Start of Data to process

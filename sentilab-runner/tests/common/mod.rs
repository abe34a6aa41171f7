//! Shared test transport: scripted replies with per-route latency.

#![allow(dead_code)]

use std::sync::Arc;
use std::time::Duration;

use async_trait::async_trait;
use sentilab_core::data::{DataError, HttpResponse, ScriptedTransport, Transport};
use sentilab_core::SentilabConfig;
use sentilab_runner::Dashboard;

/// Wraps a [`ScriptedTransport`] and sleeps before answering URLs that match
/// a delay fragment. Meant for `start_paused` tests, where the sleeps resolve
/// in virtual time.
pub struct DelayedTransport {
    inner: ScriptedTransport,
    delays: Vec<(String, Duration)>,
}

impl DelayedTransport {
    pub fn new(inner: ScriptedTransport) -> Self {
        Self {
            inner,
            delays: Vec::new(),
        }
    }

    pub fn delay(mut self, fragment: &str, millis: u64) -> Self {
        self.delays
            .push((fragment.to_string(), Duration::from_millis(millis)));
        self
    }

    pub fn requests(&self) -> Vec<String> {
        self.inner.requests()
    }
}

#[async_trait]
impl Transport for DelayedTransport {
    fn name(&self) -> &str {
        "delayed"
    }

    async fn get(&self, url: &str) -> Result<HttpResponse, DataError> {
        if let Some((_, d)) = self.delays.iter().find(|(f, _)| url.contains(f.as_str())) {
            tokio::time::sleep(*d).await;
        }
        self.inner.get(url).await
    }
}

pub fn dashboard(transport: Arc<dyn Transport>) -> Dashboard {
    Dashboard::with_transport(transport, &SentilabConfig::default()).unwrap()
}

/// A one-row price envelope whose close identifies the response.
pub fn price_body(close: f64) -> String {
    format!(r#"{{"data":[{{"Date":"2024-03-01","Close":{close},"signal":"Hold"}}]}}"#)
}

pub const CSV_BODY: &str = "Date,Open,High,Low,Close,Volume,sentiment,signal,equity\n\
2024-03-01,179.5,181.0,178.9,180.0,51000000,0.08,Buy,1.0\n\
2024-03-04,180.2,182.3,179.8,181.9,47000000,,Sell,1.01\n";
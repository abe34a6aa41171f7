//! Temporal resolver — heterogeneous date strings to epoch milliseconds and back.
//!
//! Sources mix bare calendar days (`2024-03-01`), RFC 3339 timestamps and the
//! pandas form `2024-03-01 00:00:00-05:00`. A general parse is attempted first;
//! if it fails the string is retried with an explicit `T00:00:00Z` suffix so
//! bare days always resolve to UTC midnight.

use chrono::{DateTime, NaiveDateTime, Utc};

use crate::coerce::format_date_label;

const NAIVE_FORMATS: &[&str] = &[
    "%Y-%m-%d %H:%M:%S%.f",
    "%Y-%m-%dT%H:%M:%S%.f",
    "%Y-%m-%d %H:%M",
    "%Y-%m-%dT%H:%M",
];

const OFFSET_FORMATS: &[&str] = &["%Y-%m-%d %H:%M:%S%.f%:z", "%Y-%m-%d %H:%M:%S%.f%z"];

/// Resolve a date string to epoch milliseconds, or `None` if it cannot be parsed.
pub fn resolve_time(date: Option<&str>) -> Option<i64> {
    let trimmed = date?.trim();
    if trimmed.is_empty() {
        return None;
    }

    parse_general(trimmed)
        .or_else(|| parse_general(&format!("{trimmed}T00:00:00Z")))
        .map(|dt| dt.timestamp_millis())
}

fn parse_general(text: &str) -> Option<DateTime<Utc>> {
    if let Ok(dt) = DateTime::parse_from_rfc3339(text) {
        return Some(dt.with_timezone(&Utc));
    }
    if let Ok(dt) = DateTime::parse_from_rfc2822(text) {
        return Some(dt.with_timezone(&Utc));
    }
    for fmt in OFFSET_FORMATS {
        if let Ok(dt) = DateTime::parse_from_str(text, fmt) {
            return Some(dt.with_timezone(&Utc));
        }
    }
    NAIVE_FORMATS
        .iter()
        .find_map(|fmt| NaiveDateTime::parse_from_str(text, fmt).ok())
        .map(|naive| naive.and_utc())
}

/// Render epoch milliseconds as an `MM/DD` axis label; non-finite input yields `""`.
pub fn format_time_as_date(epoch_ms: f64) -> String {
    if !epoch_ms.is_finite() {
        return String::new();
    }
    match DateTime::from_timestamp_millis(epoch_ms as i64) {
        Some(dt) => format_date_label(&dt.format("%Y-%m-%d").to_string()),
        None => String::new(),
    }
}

End of Data to process
Start of Data to process

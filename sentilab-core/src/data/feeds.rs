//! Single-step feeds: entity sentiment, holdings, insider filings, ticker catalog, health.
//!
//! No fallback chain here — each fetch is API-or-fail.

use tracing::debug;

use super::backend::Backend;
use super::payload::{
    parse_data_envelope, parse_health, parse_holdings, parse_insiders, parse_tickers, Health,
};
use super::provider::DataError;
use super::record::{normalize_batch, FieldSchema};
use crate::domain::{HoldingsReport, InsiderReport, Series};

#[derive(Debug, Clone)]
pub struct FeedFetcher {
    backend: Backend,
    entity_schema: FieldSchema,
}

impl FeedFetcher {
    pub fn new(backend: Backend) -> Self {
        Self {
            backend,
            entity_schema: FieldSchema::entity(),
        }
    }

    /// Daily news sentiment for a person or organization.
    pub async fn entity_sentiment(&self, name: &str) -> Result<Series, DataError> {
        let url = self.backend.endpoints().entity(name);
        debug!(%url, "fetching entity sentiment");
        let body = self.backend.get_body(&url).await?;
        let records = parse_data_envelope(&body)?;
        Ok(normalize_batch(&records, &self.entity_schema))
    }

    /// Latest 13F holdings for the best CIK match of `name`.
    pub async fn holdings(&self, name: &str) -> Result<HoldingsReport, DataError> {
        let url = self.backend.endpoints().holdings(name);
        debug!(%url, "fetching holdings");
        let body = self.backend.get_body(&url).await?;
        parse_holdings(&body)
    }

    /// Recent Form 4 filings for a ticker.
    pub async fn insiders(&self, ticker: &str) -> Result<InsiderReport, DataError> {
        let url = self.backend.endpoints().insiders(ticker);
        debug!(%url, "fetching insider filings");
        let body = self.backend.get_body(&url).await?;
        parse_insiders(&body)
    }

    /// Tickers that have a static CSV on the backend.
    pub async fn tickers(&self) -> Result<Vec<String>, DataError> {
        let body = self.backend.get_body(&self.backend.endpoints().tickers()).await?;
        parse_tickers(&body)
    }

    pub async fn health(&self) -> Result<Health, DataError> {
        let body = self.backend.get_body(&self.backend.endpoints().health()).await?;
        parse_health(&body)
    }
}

End of Data to process
Start of Data to process

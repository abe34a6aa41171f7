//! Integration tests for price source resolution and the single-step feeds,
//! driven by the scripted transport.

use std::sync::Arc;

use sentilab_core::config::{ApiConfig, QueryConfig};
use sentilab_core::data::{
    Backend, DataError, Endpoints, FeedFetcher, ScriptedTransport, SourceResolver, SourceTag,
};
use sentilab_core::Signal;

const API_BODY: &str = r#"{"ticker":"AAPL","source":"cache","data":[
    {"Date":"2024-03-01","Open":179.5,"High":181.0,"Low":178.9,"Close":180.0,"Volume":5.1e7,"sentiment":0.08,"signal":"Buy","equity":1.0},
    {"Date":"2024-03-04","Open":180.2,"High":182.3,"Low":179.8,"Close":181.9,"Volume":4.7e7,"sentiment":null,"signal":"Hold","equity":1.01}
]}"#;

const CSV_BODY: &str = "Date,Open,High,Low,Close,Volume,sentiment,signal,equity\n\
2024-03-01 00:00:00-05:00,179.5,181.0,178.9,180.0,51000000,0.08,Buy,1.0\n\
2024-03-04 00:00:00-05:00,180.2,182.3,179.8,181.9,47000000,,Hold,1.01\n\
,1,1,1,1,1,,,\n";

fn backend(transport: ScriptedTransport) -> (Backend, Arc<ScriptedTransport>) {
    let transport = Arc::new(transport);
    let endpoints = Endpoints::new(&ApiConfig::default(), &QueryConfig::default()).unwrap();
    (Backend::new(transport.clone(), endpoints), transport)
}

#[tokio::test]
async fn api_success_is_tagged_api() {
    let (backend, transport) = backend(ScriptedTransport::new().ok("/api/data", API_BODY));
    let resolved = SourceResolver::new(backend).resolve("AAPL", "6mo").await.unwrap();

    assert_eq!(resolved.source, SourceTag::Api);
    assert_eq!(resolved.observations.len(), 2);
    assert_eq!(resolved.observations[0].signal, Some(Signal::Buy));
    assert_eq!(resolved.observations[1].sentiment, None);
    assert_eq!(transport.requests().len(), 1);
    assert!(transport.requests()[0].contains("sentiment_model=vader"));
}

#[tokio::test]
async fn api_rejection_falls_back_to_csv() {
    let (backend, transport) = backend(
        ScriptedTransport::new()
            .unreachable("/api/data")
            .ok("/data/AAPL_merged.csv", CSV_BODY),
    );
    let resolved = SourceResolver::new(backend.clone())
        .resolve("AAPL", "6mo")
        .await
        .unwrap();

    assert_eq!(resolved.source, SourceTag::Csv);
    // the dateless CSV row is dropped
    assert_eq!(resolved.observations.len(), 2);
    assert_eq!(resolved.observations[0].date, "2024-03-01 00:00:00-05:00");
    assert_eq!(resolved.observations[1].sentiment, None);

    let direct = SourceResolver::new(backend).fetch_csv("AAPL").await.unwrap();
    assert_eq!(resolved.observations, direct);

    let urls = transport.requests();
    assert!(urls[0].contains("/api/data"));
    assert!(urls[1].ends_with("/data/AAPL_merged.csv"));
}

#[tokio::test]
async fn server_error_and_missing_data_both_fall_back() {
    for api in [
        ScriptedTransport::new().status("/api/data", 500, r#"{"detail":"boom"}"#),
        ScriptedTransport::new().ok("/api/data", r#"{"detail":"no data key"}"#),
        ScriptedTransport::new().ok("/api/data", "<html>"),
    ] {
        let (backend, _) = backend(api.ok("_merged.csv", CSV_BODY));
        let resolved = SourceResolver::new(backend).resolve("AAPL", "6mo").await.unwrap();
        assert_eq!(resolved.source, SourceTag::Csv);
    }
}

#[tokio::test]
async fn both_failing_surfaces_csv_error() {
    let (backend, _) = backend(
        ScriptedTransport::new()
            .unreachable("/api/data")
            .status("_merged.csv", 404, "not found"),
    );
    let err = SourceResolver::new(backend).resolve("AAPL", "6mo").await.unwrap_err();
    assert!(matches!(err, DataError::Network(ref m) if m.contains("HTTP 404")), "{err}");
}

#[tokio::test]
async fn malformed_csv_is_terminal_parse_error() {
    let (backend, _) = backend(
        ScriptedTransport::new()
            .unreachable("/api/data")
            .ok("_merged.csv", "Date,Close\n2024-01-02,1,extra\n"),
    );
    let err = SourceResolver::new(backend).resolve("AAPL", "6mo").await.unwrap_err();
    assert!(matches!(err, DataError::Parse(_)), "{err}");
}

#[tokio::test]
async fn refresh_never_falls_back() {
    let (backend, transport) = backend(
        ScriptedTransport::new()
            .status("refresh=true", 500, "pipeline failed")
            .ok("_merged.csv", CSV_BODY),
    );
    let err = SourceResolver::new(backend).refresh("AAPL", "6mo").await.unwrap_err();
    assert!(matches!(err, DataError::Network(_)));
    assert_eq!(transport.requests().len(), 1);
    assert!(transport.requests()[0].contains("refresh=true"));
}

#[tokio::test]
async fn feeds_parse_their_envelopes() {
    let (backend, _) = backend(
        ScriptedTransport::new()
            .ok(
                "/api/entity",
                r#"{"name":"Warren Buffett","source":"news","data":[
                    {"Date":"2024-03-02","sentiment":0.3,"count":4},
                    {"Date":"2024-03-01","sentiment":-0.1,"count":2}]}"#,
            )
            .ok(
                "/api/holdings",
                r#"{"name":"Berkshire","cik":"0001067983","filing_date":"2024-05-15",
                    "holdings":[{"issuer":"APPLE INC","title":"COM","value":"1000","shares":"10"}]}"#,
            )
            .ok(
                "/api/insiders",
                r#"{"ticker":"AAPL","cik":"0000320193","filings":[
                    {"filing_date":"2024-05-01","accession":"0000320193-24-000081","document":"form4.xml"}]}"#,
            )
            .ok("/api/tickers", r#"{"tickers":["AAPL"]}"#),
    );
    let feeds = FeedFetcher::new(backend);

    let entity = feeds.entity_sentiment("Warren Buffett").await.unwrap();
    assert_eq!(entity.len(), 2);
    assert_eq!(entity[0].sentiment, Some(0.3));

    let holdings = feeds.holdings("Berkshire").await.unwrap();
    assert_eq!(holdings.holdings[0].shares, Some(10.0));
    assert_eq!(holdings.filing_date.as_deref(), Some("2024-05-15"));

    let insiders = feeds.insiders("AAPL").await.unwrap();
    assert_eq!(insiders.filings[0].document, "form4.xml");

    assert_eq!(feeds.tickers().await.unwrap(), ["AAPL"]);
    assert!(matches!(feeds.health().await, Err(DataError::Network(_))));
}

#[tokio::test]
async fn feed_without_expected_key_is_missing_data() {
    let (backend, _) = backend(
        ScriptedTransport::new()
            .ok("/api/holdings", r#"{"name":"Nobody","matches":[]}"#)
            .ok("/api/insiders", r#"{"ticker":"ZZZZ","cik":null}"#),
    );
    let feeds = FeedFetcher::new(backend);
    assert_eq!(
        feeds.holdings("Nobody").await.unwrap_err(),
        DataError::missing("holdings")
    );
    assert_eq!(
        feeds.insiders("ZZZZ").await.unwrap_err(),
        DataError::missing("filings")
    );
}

End of Data to process

* _Task goal_:
Whenever a line of the data above includes the word "return", copy that line.

* _Answer area_:
        return None;
        return Some(dt.with_timezone(&Utc));
        return Some(dt.with_timezone(&Utc));
            return Some(dt.with_timezone(&Utc));
        return String::new();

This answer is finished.